Recent developments offer an opportunity –a hinge in Paulo Freire’s terminology—for facilitating conversations that lead beyond changing economic models and rewriting constitutions to working to transform the basic constitutive rules of society. They open up an opportunity to talk about what is often termed revolution. Those of us who believe la douceur est la seule vraie force prefer to call it transformation. The current dispute between Piketty and Varoufakis affords a glimpse of deeper issues.
Each is right to criticize the other. The conclusion to be drawn is that indeed neither the TDEM proposal or the DIEM proposal makes sense. This conclusion in moves the conversation onto the terrain of the constitutive rules: their causal powers, their systemic imperatives, their homeostatic resistance to transformation. If we can get to that point, then we will be well-positioned to move on to designing strategies for what Margaret Archer calls morphogenesis.
In a moment I will explain what the basic constitutive rules of society (also sometimes called basic cultural structures or basic social structures) are. But first I will lead up to it.
Varoufakis points out that the TDEM plan for a green new deal is to be paid for by raising taxes on corporate profits, high incomes, great inherited fortunes and carbon emissions.
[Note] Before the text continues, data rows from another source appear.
// Copyright (c) 2026 Christoph Gaffga
// SPDX-License-Identifier: GPL-3.0-only
// https://github.com/cgaffga/phasmcore

//! RS (Regular/Singular) analysis with dual flipping masks.
//!
//! The red channel is cut into non-overlapping groups of four bytes. Each
//! group is flipped under the positive mask `[0,1,1,0]` and, independently,
//! the negative mask `[1,0,0,1]`; a group is *regular* when flipping raises
//! its variation, *singular* when it lowers it. In a clean image the two
//! masks produce nearly the same R/S ratios. LSB replacement pulls them
//! apart.
//!
//! Two signals come out: the discrimination `max(|R_M − R_−M|, |S_M − S_−M|)`
//! (the reported score) and an estimated payload fraction. Either one
//! crossing its bound marks the outcome suspicious.
//!
//! Reference: J. Fridrich, M. Goljan, R. Du, "Reliable Detection of LSB
//! Steganography in Color and Grayscale Images", ACM MM&Sec 2001.

use serde::{Deserialize, Serialize};

use super::{finite_or_zero, safe_ratio, TestId, TestOutcome};
use crate::error::{DetectError, Result};
use crate::pixels::{Channel, PixelGrid};

const DESCRIPTION: &str = "Classical RS analysis using dual flipping masks";

pub const POSITIVE_MASK: [bool; 4] = [false, true, true, false];
pub const NEGATIVE_MASK: [bool; 4] = [true, false, false, true];

#[derive(Debug, Clone, PartialEq, Serialize, Deserialize)]
#[serde(default)]
pub struct RsConfig {
    /// Bound on the discrimination score.
    pub threshold: f64,
    /// Estimated payload fraction above which the outcome is suspicious.
    pub payload_floor: f64,
    /// Multiplier from R/S asymmetry to payload fraction.
    pub payload_scale: f64,
}

impl Default for RsConfig {
    fn default() -> Self {
        Self { threshold: 0.12, payload_floor: 0.03, payload_scale: 2.0 }
    }
}

impl RsConfig {
    pub(crate) fn validate(&self) -> Result<()> {
        if !(0.0..=1.0).contains(&self.payload_floor) {
            return Err(DetectError::InvalidConfig(format!(
                "rs_analysis.payload_floor must lie in [0, 1], got {}",
                self.payload_floor
            )));
        }
        if !(self.payload_scale.is_finite() && self.payload_scale > 0.0) {
            return Err(DetectError::InvalidConfig(format!(
                "rs_analysis.payload_scale must be finite and positive, got {}",
                self.payload_scale
            )));
        }
        Ok(())
    }
}

/// Group classification counts under one mask.
#[derive(Debug, Clone, Copy, Default, PartialEq, Eq)]
pub struct RsCounts {
    pub regular: u64,
    pub singular: u64,
    pub unusable: u64,
}

impl RsCounts {
    pub fn total(&self) -> u64 {
        self.regular + self.singular + self.unusable
    }

    fn regular_ratio(&self) -> f64 {
        safe_ratio(self.regular, self.total())
    }

    fn singular_ratio(&self) -> f64 {
        safe_ratio(self.singular, self.total())
    }
}

/// Smoothness of a group: sum of absolute differences of neighbours.
#[inline]
fn variation(g: &[u8; 4]) -> u32 {
    g.windows(2).map(|w| w[0].abs_diff(w[1]) as u32).sum()
}

/// Classify every complete group of four under `mask`.
pub fn classify(values: &[u8], mask: [bool; 4]) -> RsCounts {
    let mut counts = RsCounts::default();
    for chunk in values.chunks_exact(4) {
        let group = [chunk[0], chunk[1], chunk[2], chunk[3]];
        let mut flipped = group;
        for (v, &m) in flipped.iter_mut().zip(&mask) {
            if m {
                *v ^= 1;
            }
        }
        let before = variation(&group);
        let after = variation(&flipped);
        match after.cmp(&before) {
            std::cmp::Ordering::Greater => counts.regular += 1,
            std::cmp::Ordering::Less => counts.singular += 1,
            std::cmp::Ordering::Equal => counts.unusable += 1,
        }
    }
    counts
}

/// Both RS signals for one byte sequence.
#[derive(Debug, Clone, Copy, PartialEq)]
pub struct RsEstimate {
    pub discrimination: f64,
    pub payload: f64,
}

pub fn estimate(values: &[u8], payload_scale: f64) -> RsEstimate {
    let pos = classify(values, POSITIVE_MASK);
    let neg = classify(values, NEGATIVE_MASK);

    let (r_m, s_m) = (pos.regular_ratio(), pos.singular_ratio());
    let (r_nm, s_nm) = (neg.regular_ratio(), neg.singular_ratio());

    let discrimination = (r_m - r_nm).abs().max((s_m - s_nm).abs());
    let asymmetry = (r_m - r_nm).max(s_nm - s_m);
    let payload = finite_or_zero(asymmetry * payload_scale).clamp(0.0, 1.0);

    RsEstimate { discrimination: finite_or_zero(discrimination), payload }
}

pub(crate) fn run(grid: &PixelGrid, cfg: &RsConfig) -> TestOutcome {
    if grid.len() < 4 {
        return TestOutcome::new(
            TestId::RsAnalysis,
            0.0,
            cfg.threshold,
            false,
            DESCRIPTION,
            "Insufficient data for RS analysis".to_string(),
        );
    }

    let red: Vec<u8> = grid.channel(Channel::Red).collect();
    let est = estimate(&red, cfg.payload_scale);
    let suspicious = est.discrimination > cfg.threshold || est.payload > cfg.payload_floor;
    let verdict = if suspicious {
        "RS analysis detects steganography"
    } else {
        "RS analysis shows normal patterns"
    };
    let interpretation = format!(
        "{verdict}: estimated {:.1}% payload, discrimination {:.4}",
        est.payload * 100.0,
        est.discrimination
    );
    TestOutcome::new(TestId::RsAnalysis, est.discrimination, cfg.threshold, suspicious, DESCRIPTION, interpretation)
}

#[cfg(test)]
mod tests {
    use super::*;

    #[test]
    fn group_classification() {
        // [10,11,12,13]: positive → [10,10,13,13] (3 → 3), negative → [11,11,12,12] (3 → 1)
        let v = [10u8, 11, 12, 13];
        assert_eq!(classify(&v, POSITIVE_MASK), RsCounts { regular: 0, singular: 0, unusable: 1 });
        assert_eq!(classify(&v, NEGATIVE_MASK), RsCounts { regular: 0, singular: 1, unusable: 0 });
        let est = estimate(&v, 2.0);
        assert_eq!(est.discrimination, 1.0);
        assert_eq!(est.payload, 1.0);
    }

    #[test]
    fn flat_groups_are_symmetric() {
        let v = [100u8; 16];
        let pos = classify(&v, POSITIVE_MASK);
        let neg = classify(&v, NEGATIVE_MASK);
        assert_eq!(pos, RsCounts { regular: 4, singular: 0, unusable: 0 });
        assert_eq!(pos, neg);
        let est = estimate(&v, 2.0);
        assert_eq!(est.discrimination, 0.0);
        assert_eq!(est.payload, 0.0);
    }

    #[test]
    fn trailing_partial_group_is_ignored() {
        let v = [100u8, 100, 100, 100, 7, 9];
        assert_eq!(classify(&v, POSITIVE_MASK).total(), 1);
    }

    #[test]
    fn fewer_than_four_pixels_is_neutral() {
        let grid = PixelGrid::from_raw(3, 1, vec![10, 0, 0, 11, 0, 0, 12, 0, 0]).unwrap();
        let o = run(&grid, &RsConfig::default());
        assert_eq!(o.score, 0.0);
        assert!(!o.is_suspicious);
        assert_eq!(o.interpretation, "Insufficient data for RS analysis");
    }

    #[test]
    fn flat_image_is_clean() {
        let grid = PixelGrid::from_fn(8, 8, |_, _| [128, 128, 128]);
        let o = run(&grid, &RsConfig::default());
        assert!(!o.is_suspicious);
        assert_eq!(
            o.interpretation,
            "RS analysis shows normal patterns: estimated 0.0% payload, discrimination 0.0000"
        );
    }

    #[test]
    fn payload_alone_trips_outcome() {
        // one ramp group among flat ones: discrimination 0.1 stays below 0.12,
        // payload 0.2 clears the floor
        let mut red = vec![100u8; 40];
        red[..4].copy_from_slice(&[10, 11, 12, 13]);
        let grid = PixelGrid::from_fn(10, 4, |x, y| [red[(y * 10 + x) as usize], 0, 0]);
        let o = run(&grid, &RsConfig::default());
        assert!((o.score - 0.1).abs() < 1e-12);
        assert!(o.is_suspicious);
    }

    #[test]
    fn config_validation() {
        assert!(RsConfig::default().validate().is_ok());
        let bad = RsConfig { payload_floor: 1.5, ..Default::default() };
        assert!(bad.validate().is_err());
    }
}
Varoufakis argues that Europe is already tax-weary. New and higher taxes, no matter who is to be obliged to pay them, are not likely to be approved. Varoufakis is right. He could also have gone on to say, citing Piketty’s own reservations about his own proposals toward the end of Capital in the Twenty- First Century, that as the world is now organized, raising taxes on wealth is just not in the cards. What is in the cards is tax competition. Every jurisdiction competes with 195 other jurisdictions to attract investment, to attract high net worth residents, and to discourage capital flight.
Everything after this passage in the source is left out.